The Stock Acquisition Rights may not be exercised if the day on which the exercise of the Stock Acquisition Rights will become effective (or, if such day would not be a business day in Tokyo, the immediately following business day in Tokyo) would fall on a date falling within the period from the second business day in Tokyo prior to the record date specified by the Company or any other date set for the purpose of determination of shareholders in connection with Paragraph 1 of Article 151 of the Act on Book-Entry Transfer of Company Bonds, Shares, etc. (collectively, the "Shareholder Determination Date") (or, if such Shareholder Determination Date would not be a business day in Tokyo, the third business day in Tokyo prior to such Shareholder Determination Date) to such Shareholder Determination Date (or, if such Shareholder Determination Date would not be a business day in Tokyo, the immediately following business day in Tokyo); provided that if there is a change to the mandatory provisions of Japanese law and regulation or practice relating to the delivery of shares upon exercise of stock acquisition rights through book-entry transfer system established pursuant to the Act on Book-Entry Transfer of Company bonds, Shares, etc., then the limitation on the period during which the Stock Acquisition Rights may be exercised pursuant to this paragraph may be amended by the Company to reflect such change in law, regulation or practice.

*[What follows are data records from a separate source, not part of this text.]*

//! Application state machine and event dispatcher.
//!
//! Key handling never waits on the network. A key that needs the server
//! moves the view-model into its in-flight state and queues a [`Pending`]
//! action; the event loop draws that state, then runs the action.

use std::{sync::Arc, time::Instant};

use benef_client::ApiClient;
use benef_core::{
  api::{BeneficiaryApi, ExportFormat, FilterKey},
  choice,
  field::Field,
  form::FormController,
  list::{DeleteRequest, ListController},
};
use crossterm::event::{KeyCode, KeyEvent, KeyEventKind, KeyModifiers};
use tracing::{debug, info};

// ─── Screen ───────────────────────────────────────────────────────────────────

#[derive(Debug, Clone, Copy, PartialEq, Eq)]
pub enum Screen {
  /// Paginated table with filters; the history pane may be open beside it.
  List,
  /// Registration or edit form.
  Form,
}

/// Options offered when cycling a list filter with ←/→.
pub fn filter_choices(key: FilterKey) -> Option<&'static [&'static str]> {
  match key {
    FilterKey::Status => Field::Status.choices(),
    FilterKey::Kind => Field::Kind.choices(),
    FilterKey::Plan => Field::Plan.choices(),
    _ => None,
  }
}

// ─── Pending work ─────────────────────────────────────────────────────────────

/// Network work queued by a key press, run after the next frame.
#[derive(Debug, Clone, PartialEq, Eq)]
pub enum Pending {
  /// Reachability check, then the first page.
  Start,
  /// The list page the snapshot points at.
  Fetch,
  Delete(DeleteRequest),
  Export(ExportFormat),
  History(i64),
  /// The record behind the open edit form.
  Load,
  /// The save started on the open form.
  Submit,
}

impl Pending {
  /// Status-bar text while the work runs.
  pub fn label(&self) -> String {
    match self {
      Self::Start | Self::Fetch | Self::Load => "Loading…".to_owned(),
      Self::Delete(request) => format!("Deleting {}…", request.name),
      Self::Export(format) => format!("Exporting {}…", format.label()),
      Self::History(_) => "Loading history…".to_owned(),
      Self::Submit => "Saving…".to_owned(),
    }
  }
}

// ─── App ──────────────────────────────────────────────────────────────────────

/// Top-level application state.
pub struct App<A = Arc<ApiClient>> {
  /// Current screen / keyboard focus.
  pub screen: Screen,

  pub list: ListController<A>,

  /// The open form, if any.
  pub form: Option<FormController<A>>,

  /// Work to run once the current state has been drawn.
  pub pending: Option<Pending>,

  /// Row under the cursor on the current page.
  pub list_cursor: usize,

  /// Filter input being typed into, as an index into [`FilterKey::ALL`].
  pub filter_focus: Option<usize>,

  /// Position within the form's visible fields.
  pub form_cursor: usize,

  /// Result of the startup reachability check.
  pub online: Option<bool>,

  /// Server the client talks to, for the header.
  pub base_url: String,

  client: A,
}

impl<A: BeneficiaryApi + Clone> App<A> {
  pub fn new(client: A, base_url: String, per_page: u32) -> Self {
    Self {
      screen: Screen::List,
      list: ListController::new(client.clone(), per_page),
      form: None,
      pending: None,
      list_cursor: 0,
      filter_focus: None,
      form_cursor: 0,
      online: None,
      base_url,
      client,
    }
  }

  /// Queue the reachability check and the first page.
  pub fn start(&mut self) {
    self.list.begin_fetch();
    self.pending = Some(Pending::Start);
  }

  /// Time-driven transitions, run once per frame.
  pub fn tick(&mut self, now: Instant) {
    let due = self
      .form
      .as_ref()
      .is_some_and(|form| form.state().redirect_due(now));
    if self.screen == Screen::Form && due {
      self.close_form(true);
    }
  }

  /// Run the queued network work, if any.
  pub async fn run_pending(&mut self) {
    let Some(pending) = self.pending.take() else {
      return;
    };
    debug!(?pending, "running");
    match pending {
      Pending::Start => {
        let online = self.client.ping().await;
        info!(online, "reachability checked");
        self.online = Some(online);
        self.list.finish_fetch().await;
      }
      Pending::Fetch => self.list.finish_fetch().await,
      Pending::Delete(request) => {
        self.list.finish_delete(request).await;
      }
      Pending::Export(format) => {
        self.list.export(format).await;
      }
      Pending::History(id) => self.list.open_history(id).await,
      Pending::Load => {
        if let Some(form) = self.form.as_mut() {
          form.load().await;
        }
      }
      Pending::Submit => {
        if let Some(form) = self.form.as_mut() {
          form.finish_submit().await;
        }
      }
    }
    self.clamp_list_cursor();
  }

  fn fetch(&mut self) {
    self.list.begin_fetch();
    self.pending = Some(Pending::Fetch);
  }

  // ── Selection ─────────────────────────────────────────────────────────────

  /// Id of the record under the list cursor.
  pub fn selected_id(&self) -> Option<i64> {
    self
      .list
      .state()
      .items
      .get(self.list_cursor)
      .and_then(|b| b.id)
  }

  fn clamp_list_cursor(&mut self) {
    let len = self.list.state().items.len();
    self.list_cursor = self.list_cursor.min(len.saturating_sub(1));
  }

  /// Form fields shown for the record being edited, in form order.
  pub fn visible_fields(&self) -> Vec<Field> {
    match &self.form {
      Some(form) => {
        let record = &form.state().record;
        Field::all().filter(|f| f.is_shown_for(record)).collect()
      }
      None => Vec::new(),
    }
  }

  pub fn current_field(&self) -> Option<Field> {
    self.visible_fields().get(self.form_cursor).copied()
  }

  // ── Navigation ────────────────────────────────────────────────────────────

  fn open_create(&mut self) {
    self.form = Some(FormController::create(self.client.clone()));
    self.form_cursor = 0;
    self.screen = Screen::Form;
  }

  fn open_edit(&mut self, id: i64) {
    debug!(id, "opening edit form");
    self.form = Some(FormController::loading(self.client.clone(), id));
    self.form_cursor = 0;
    self.screen = Screen::Form;
    self.pending = Some(Pending::Load);
  }

  fn close_form(&mut self, reload: bool) {
    self.form = None;
    self.screen = Screen::List;
    if reload {
      self.fetch();
    }
  }

  // ── Key handling ──────────────────────────────────────────────────────────

  /// Process a key event. Returns `true` to continue, `false` to quit.
  pub fn handle_key(&mut self, key: KeyEvent) -> bool {
    if key.kind != KeyEventKind::Press {
      return true;
    }

    // Global: Ctrl-C quits from anywhere.
    if key.modifiers.contains(KeyModifiers::CONTROL) && key.code == KeyCode::Char('c') {
      return false;
    }

    match self.screen {
      Screen::List => self.handle_list_key(key),
      Screen::Form => {
        self.handle_form_key(key);
        true
      }
    }
  }

  fn handle_list_key(&mut self, key: KeyEvent) -> bool {
    // Modals take every key until dismissed.
    if self.list.state().alert.is_some() {
      if matches!(key.code, KeyCode::Enter | KeyCode::Esc | KeyCode::Char(' ')) {
        self.list.dismiss_alert();
      }
      return true;
    }
    if self.list.state().pending_delete.is_some() {
      match key.code {
        KeyCode::Char('y') | KeyCode::Enter => {
          self.pending = self.list.begin_delete().map(Pending::Delete);
        }
        KeyCode::Char('n') | KeyCode::Esc => self.list.cancel_delete(),
        _ => {}
      }
      return true;
    }

    if let Some(idx) = self.filter_focus {
      self.handle_filter_key(idx, key);
      return true;
    }

    self.list.clear_notice();
    match key.code {
      KeyCode::Char('q') => return false,

      // Navigation
      KeyCode::Down | KeyCode::Char('j') => {
        if self.list_cursor + 1 < self.list.state().items.len() {
          self.list_cursor += 1;
        }
      }
      KeyCode::Up | KeyCode::Char('k') => {
        self.list_cursor = self.list_cursor.saturating_sub(1);
      }
      KeyCode::Left | KeyCode::Char('[') => {
        if self.list.begin_previous_page() {
          self.list_cursor = 0;
          self.pending = Some(Pending::Fetch);
        }
      }
      KeyCode::Right | KeyCode::Char(']') => {
        if self.list.begin_next_page() {
          self.list_cursor = 0;
          self.pending = Some(Pending::Fetch);
        }
      }
      KeyCode::Char('r') => self.fetch(),

      // Filters
      KeyCode::Char('/') => self.filter_focus = Some(0),

      // Records
      KeyCode::Char('n') => self.open_create(),
      KeyCode::Enter | KeyCode::Char('e') => {
        if let Some(id) = self.selected_id() {
          self.open_edit(id);
        }
      }
      KeyCode::Char('d') => {
        if let Some(id) = self.selected_id() {
          self.list.request_delete(id);
        }
      }
      KeyCode::Char('h') => match self.selected_id() {
        Some(id) if self.list.state().history.as_ref().is_none_or(|h| h.id != id) => {
          self.pending = Some(Pending::History(id));
        }
        _ => self.list.close_history(),
      },
      KeyCode::Esc => self.list.close_history(),

      // Exports
      KeyCode::Char('c') => self.pending = Some(Pending::Export(ExportFormat::Csv)),
      KeyCode::Char('p') => self.pending = Some(Pending::Export(ExportFormat::Pdf)),

      _ => {}
    }
    true
  }

  fn handle_filter_key(&mut self, idx: usize, key: KeyEvent) {
    let filter = FilterKey::ALL[idx];
    let count = FilterKey::ALL.len();
    match key.code {
      KeyCode::Esc => self.filter_focus = None,
      KeyCode::Enter => {
        self.filter_focus = None;
        self.list.begin_search();
        self.list_cursor = 0;
        self.pending = Some(Pending::Fetch);
      }
      KeyCode::Tab => self.filter_focus = Some((idx + 1) % count),
      KeyCode::BackTab => self.filter_focus = Some((idx + count - 1) % count),
      KeyCode::Left | KeyCode::Right => {
        if let Some(options) = filter_choices(filter) {
          let current = self.list.state().filters.get(filter);
          let next = choice::cycle(options, current, key.code == KeyCode::Right, true);
          self.list.set_filter(filter, &next);
        }
      }
      KeyCode::Backspace => {
        let mut value = self.list.state().filters.get(filter).to_owned();
        value.pop();
        self.list.set_filter(filter, &value);
      }
      KeyCode::Char(c) => {
        let mut value = self.list.state().filters.get(filter).to_owned();
        value.push(c);
        self.list.set_filter(filter, &value);
      }
      _ => {}
    }
  }

  fn handle_form_key(&mut self, key: KeyEvent) {
    let fields = self.visible_fields();
    let Some(form) = self.form.as_mut() else {
      self.screen = Screen::List;
      return;
    };

    // Saved: the list comes back on its own, or right away on Enter/Esc.
    if form.state().committed_at.is_some() {
      if matches!(key.code, KeyCode::Enter | KeyCode::Esc) {
        self.close_form(true);
      }
      return;
    }

    let submit = key.code == KeyCode::F(2)
      || (key.modifiers.contains(KeyModifiers::CONTROL) && key.code == KeyCode::Char('s'));
    if submit {
      if form.begin_submit() {
        self.pending = Some(Pending::Submit);
      } else {
        // Jump to the first field that needs attention.
        let errors = &form.state().errors;
        if let Some(pos) = fields.iter().position(|f| errors.contains_key(f)) {
          self.form_cursor = pos;
        }
      }
      return;
    }

    let field = fields.get(self.form_cursor).copied();
    match (key.code, field) {
      (KeyCode::Esc, _) => {
        self.close_form(false);
        return;
      }
      (KeyCode::Down | KeyCode::Tab | KeyCode::Enter, _) => {
        self.form_cursor += 1;
      }
      (KeyCode::Up | KeyCode::BackTab, _) => {
        self.form_cursor = self.form_cursor.saturating_sub(1);
      }
      (KeyCode::Left | KeyCode::Right, Some(f)) => {
        form.cycle_choice(f, key.code == KeyCode::Right);
      }
      (KeyCode::Char(' '), Some(f)) if f.choices().is_some() => {
        form.cycle_choice(f, true);
      }
      (KeyCode::Backspace, Some(f)) if f.choices().is_none() => {
        let mut value = form.state().record.get(f).to_owned();
        value.pop();
        form.set_field(f, &value);
      }
      (KeyCode::Char(c), Some(f)) if f.choices().is_none() => {
        let mut value = form.state().record.get(f).to_owned();
        value.push(c);
        form.set_field(f, &value);
      }
      _ => {}
    }

    // Changing status or type can hide fields below the cursor.
    let shown = self.visible_fields().len();
    self.form_cursor = self.form_cursor.min(shown.saturating_sub(1));
  }
}
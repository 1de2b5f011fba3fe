//! The catalogue of editable beneficiary fields.
//!
//! [`Field`] names every input of the registration form. Its string form is
//! the JSON key the REST API uses, which is also the key of the
//! per-field error map.

use strum::{EnumIter, IntoEnumIterator, IntoStaticStr, VariantNames};

use crate::{
  beneficiary::Beneficiary,
  choice::{
    BeneficiaryKind, MaritalStatus, Plan, Relationship, Sex, StateCode, Status,
  },
  mask::Mask,
};

// ─── Sections ────────────────────────────────────────────────────────────────

/// Visual grouping of fields on the form.
#[derive(Debug, Clone, Copy, PartialEq, Eq, PartialOrd, Ord)]
pub enum Section {
  Personal,
  Address,
  Contact,
  Plan,
}

impl Section {
  pub fn title(self) -> &'static str {
    match self {
      Self::Personal => "Personal data",
      Self::Address => "Address",
      Self::Contact => "Contact",
      Self::Plan => "Health plan",
    }
  }
}

// ─── Field ───────────────────────────────────────────────────────────────────

#[derive(
  Debug,
  Clone,
  Copy,
  PartialEq,
  Eq,
  PartialOrd,
  Ord,
  Hash,
  EnumIter,
  IntoStaticStr,
)]
pub enum Field {
  #[strum(serialize = "nome_completo")]
  FullName,
  #[strum(serialize = "data_nascimento")]
  BirthDate,
  #[strum(serialize = "sexo")]
  Sex,
  #[strum(serialize = "cpf")]
  Cpf,
  #[strum(serialize = "rg")]
  Rg,
  #[strum(serialize = "orgao_emissor_rg")]
  RgIssuer,
  #[strum(serialize = "data_emissao_rg")]
  RgIssueDate,
  #[strum(serialize = "nome_mae")]
  MotherName,
  #[strum(serialize = "estado_civil")]
  MaritalStatus,
  #[strum(serialize = "nacionalidade")]
  Nationality,

  #[strum(serialize = "logradouro")]
  Street,
  #[strum(serialize = "numero_endereco")]
  StreetNumber,
  #[strum(serialize = "complemento_endereco")]
  Complement,
  #[strum(serialize = "bairro")]
  Neighborhood,
  #[strum(serialize = "cidade")]
  City,
  #[strum(serialize = "uf")]
  StateCode,
  #[strum(serialize = "cep")]
  Cep,

  #[strum(serialize = "telefone_fixo")]
  Landline,
  #[strum(serialize = "telefone_celular")]
  Mobile,
  #[strum(serialize = "email")]
  Email,

  #[strum(serialize = "plano_saude_vinculado")]
  Plan,
  #[strum(serialize = "data_inicio_cobertura")]
  CoverageStart,
  #[strum(serialize = "data_termino_cobertura")]
  CoverageEnd,
  #[strum(serialize = "situacao_cadastral")]
  Status,
  #[strum(serialize = "tipo_beneficiario")]
  Kind,
  #[strum(serialize = "grau_parentesco")]
  Relationship,
  #[strum(serialize = "id_titular")]
  PolicyholderId,
  #[strum(serialize = "numero_carteira_plano")]
  CardNumber,
  #[strum(serialize = "data_adesao_plano")]
  EnrollmentDate,
  #[strum(serialize = "data_cancelamento_plano")]
  CancellationDate,
  #[strum(serialize = "motivo_cancelamento")]
  CancellationReason,
}

/// Fields every record must carry, whatever the form mode.
pub const REQUIRED: [Field; 22] = [
  Field::FullName,
  Field::BirthDate,
  Field::Sex,
  Field::Cpf,
  Field::Rg,
  Field::RgIssuer,
  Field::RgIssueDate,
  Field::MotherName,
  Field::MaritalStatus,
  Field::Street,
  Field::StreetNumber,
  Field::Neighborhood,
  Field::City,
  Field::StateCode,
  Field::Cep,
  Field::Mobile,
  Field::Email,
  Field::Plan,
  Field::CoverageStart,
  Field::Kind,
  Field::CardNumber,
  Field::EnrollmentDate,
];

/// Date-bearing fields. The server may send them with a time suffix; the
/// form keeps only the calendar date.
pub const DATES: [Field; 6] = [
  Field::BirthDate,
  Field::RgIssueDate,
  Field::CoverageStart,
  Field::CoverageEnd,
  Field::EnrollmentDate,
  Field::CancellationDate,
];

/// Fields sent on submit even when empty.
pub const ALWAYS_SENT: [Field; 3] = [Field::FullName, Field::Cpf, Field::Email];

impl Field {
  /// The JSON key of this field.
  pub fn key(self) -> &'static str { self.into() }

  /// All fields in form order.
  pub fn all() -> impl Iterator<Item = Field> { Field::iter() }

  pub fn label(self) -> &'static str {
    match self {
      Self::FullName => "Full name",
      Self::BirthDate => "Birth date",
      Self::Sex => "Sex",
      Self::Cpf => "CPF",
      Self::Rg => "RG",
      Self::RgIssuer => "RG issuer",
      Self::RgIssueDate => "RG issue date",
      Self::MotherName => "Mother's name",
      Self::MaritalStatus => "Marital status",
      Self::Nationality => "Nationality",
      Self::Street => "Street",
      Self::StreetNumber => "Number",
      Self::Complement => "Complement",
      Self::Neighborhood => "Neighborhood",
      Self::City => "City",
      Self::StateCode => "State",
      Self::Cep => "CEP",
      Self::Landline => "Landline",
      Self::Mobile => "Mobile",
      Self::Email => "Email",
      Self::Plan => "Health plan",
      Self::CoverageStart => "Coverage start",
      Self::CoverageEnd => "Coverage end",
      Self::Status => "Status",
      Self::Kind => "Beneficiary type",
      Self::Relationship => "Relationship",
      Self::PolicyholderId => "Policyholder ID",
      Self::CardNumber => "Card number",
      Self::EnrollmentDate => "Enrollment date",
      Self::CancellationDate => "Cancellation date",
      Self::CancellationReason => "Cancellation reason",
    }
  }

  pub fn section(self) -> Section {
    match self {
      Self::FullName
      | Self::BirthDate
      | Self::Sex
      | Self::Cpf
      | Self::Rg
      | Self::RgIssuer
      | Self::RgIssueDate
      | Self::MotherName
      | Self::MaritalStatus
      | Self::Nationality => Section::Personal,
      Self::Street
      | Self::StreetNumber
      | Self::Complement
      | Self::Neighborhood
      | Self::City
      | Self::StateCode
      | Self::Cep => Section::Address,
      Self::Landline | Self::Mobile | Self::Email => Section::Contact,
      _ => Section::Plan,
    }
  }

  pub fn is_required(self) -> bool { REQUIRED.contains(&self) }

  pub fn is_date(self) -> bool { DATES.contains(&self) }

  /// Display mask applied on every keystroke, if any.
  pub fn mask(self) -> Option<Mask> {
    match self {
      Self::Cpf => Some(Mask::Cpf),
      Self::Cep => Some(Mask::Cep),
      Self::Landline | Self::Mobile => Some(Mask::Phone),
      _ => None,
    }
  }

  /// Wire values offered by a selector, or `None` for free-text fields.
  pub fn choices(self) -> Option<&'static [&'static str]> {
    match self {
      Self::Sex => Some(Sex::VARIANTS),
      Self::MaritalStatus => Some(MaritalStatus::VARIANTS),
      Self::StateCode => Some(StateCode::VARIANTS),
      Self::Plan => Some(Plan::VARIANTS),
      Self::Status => Some(Status::VARIANTS),
      Self::Kind => Some(BeneficiaryKind::VARIANTS),
      Self::Relationship => Some(Relationship::VARIANTS),
      _ => None,
    }
  }

  /// Whether the form shows this field for `record`. Dependent-only and
  /// cancellation fields are hidden when they do not apply.
  pub fn is_shown_for(self, record: &Beneficiary) -> bool {
    match self {
      Self::Relationship | Self::PolicyholderId => record.is_dependent(),
      Self::CancellationDate | Self::CancellationReason => {
        record.status().is_some_and(Status::is_terminated)
      }
      _ => true,
    }
  }
}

7.Maturity DateAugust 31, 2021
8.Information on Dilutive SharesAfter the issuance of the Bonds with Stock Acquisition Rights and the Zero Coupon Convertible Bonds due 2019, the ratio of the number of potentially dilutive shares to the current total number of issued shares as of April 30, 2014 (1,631,481,403 shares) will be 7.15%. (Note) The ratio of potentially dilutive shares is calculated by dividing the number of the shares to be issued when all Stock Acquisition Rights and stock acquisition rights relating to the Zero Coupon Convertible Bonds due 2019 are exercised at the respective initial conversion price, by the current total number of issued shares.

This announcement is intended as general information regarding the issuance of convertible bonds by Toray Industries, Inc. (the "Company"). This announcement does not constitute an offer of, or the solicitation of an offer to buy or subscribe for the Bonds or the shares of common stock of the Company in any jurisdiction in which such offer or solicitation is unlawful. In particular, the Bonds and the shares of common stock of the Company issuable upon exercise of, or upon acquisition by the Company of, the Stock Acquisition Rights (together, the "Securities") have not been, and will not be, registered under the U.S. Securities Act of 1933, as amended (the "Securities Act") and, subject to certain exceptions, may not be offered or sold within the United States or to, or for the account or benefit of, U.S. persons (as defined in Regulation S of the Securities Act ("Regulation S")). The Securities may not be offered or sold in the United States absent registration or an applicable exemption from registration requirements. No public offering of the Securities will be made in the United States.